Work item:
Find the string "AppError" in the records and copy each line where it occurs.

[Stored items]
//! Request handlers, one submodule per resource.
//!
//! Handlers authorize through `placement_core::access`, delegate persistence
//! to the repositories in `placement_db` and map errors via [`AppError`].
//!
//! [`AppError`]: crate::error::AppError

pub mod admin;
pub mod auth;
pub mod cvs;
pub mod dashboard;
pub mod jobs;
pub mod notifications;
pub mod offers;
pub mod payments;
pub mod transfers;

Result of the exercise:
//! to the repositories in `placement_db` and map errors via [`AppError`].
//! [`AppError`]: crate::error::AppError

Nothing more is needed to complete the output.